Ich bin wirklich gespannt auf das nun anstehende Wet homologatie onderhands akkoord (WHOA) - also das niederländische Schutzschirmverfahren, wenn es denn kommen sollte.
Dieser Beitrag stellt die Eckpunkte gut heraus (wenn auch die Abkürzung falsch ist):
"Ziel des Restrukturierungsverfahrens ist die Umstrukturierung der Schulden eines Unternehmens mittels eines privaten Vergleichs (ndl. onderhands akkoord) mit den Gläubigern und Gesellschaftern. Dem Grundsatz nach ist der Vergleich auf die Fortführung des Unternehmens ausgerichtet, Ziel kann aber auch dessen Liquidation sein. Ein wichtiges Element ist die Möglichkeit, einen von einem Teil der Gläubiger (genauer: einer Gläubigerklasse) angenommenen Vergleich per Gerichtsurteil genehmigen (ndl. homologeren) und damit für alle in das Vergleichsverfahren einbezogenen Gläubiger bindend festzustellen zu lassen.
Der Schuldner kann das Restrukturierungsverfahren mit der Hinterlegung einer entsprechenden Erklärung bei Gericht beginnen.
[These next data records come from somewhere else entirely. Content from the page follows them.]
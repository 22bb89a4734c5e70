// Form handling: the text/image mode toggle, validation rules and the typed
// submission built from validated form data.

pub mod mode_toggle;
pub mod submission;
pub mod validation;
Allerdings können auch Gläubiger sowie Gesellschafter das Restrukturierungsverfahren initiieren, indem sie vom Gericht einen Restrukturierungsexperten ernennen lassen, der in der Folge einen Vergleichsvorschlag erarbeitet und unterbreitet. Auf diese Weise kann den Gläubigern ein Vergleichsvorschlag auch ohne bzw. gegen den Schuldner unterbreitet werden. Der Vergleich kann in einem Forderungsverzicht, einem Zahlungsaufschub oder auch in einer Umwandlung von Forderungen in Anteile am Unternehmen (debt to equity) bestehen. Für die Entscheidung über den Vergleichsvorschlag wie auch für die Zuweisung der Quotenauskehrung werden die Gläubiger in Gläubigerklassen eingeteilt. Grundsätzlich ausgenommen von dem Vergleich sind Arbeitnehmer bzw. Arbeitnehmerrechte. Der Vergleich kann allen Gläubigern oder nur einem Teil vorgelegt werden. Der Vergleichsvorschlag weist zum einen den sog. Reorganisationswert aus, der bei Zustandekommen des Vergleichs voraussichtlich erzielt werden kann, und zum anderen den Liquidationswert bei Durchführung einer Insolvenz.
Quelle: www.schultze-braun.de/newsroom/...ndigungsoption-eingefuehrt/
Hier geht es noch um die seit 1.01.2022 geltenden Änderungen: www.damste.de/infoblogs/sanierungsverfahren-niederlande-whoa
Die Frage ist ja: Warum hat der Steinhoff-Vorstand nicht sofort das WHOA-Verfahren initiiert, als klar war, dass die Gläubiger zu keinerlei Zugeständnissen bereit sind? Kann es sein, dass das von Conservatorium am 4.01.2021 beantragte WHOA-Verfahren, dass nach dem Vergleich mit Conservatorium wieder zurückgezogen wurde, es erschwert, diesen Weg erneut zu gehen?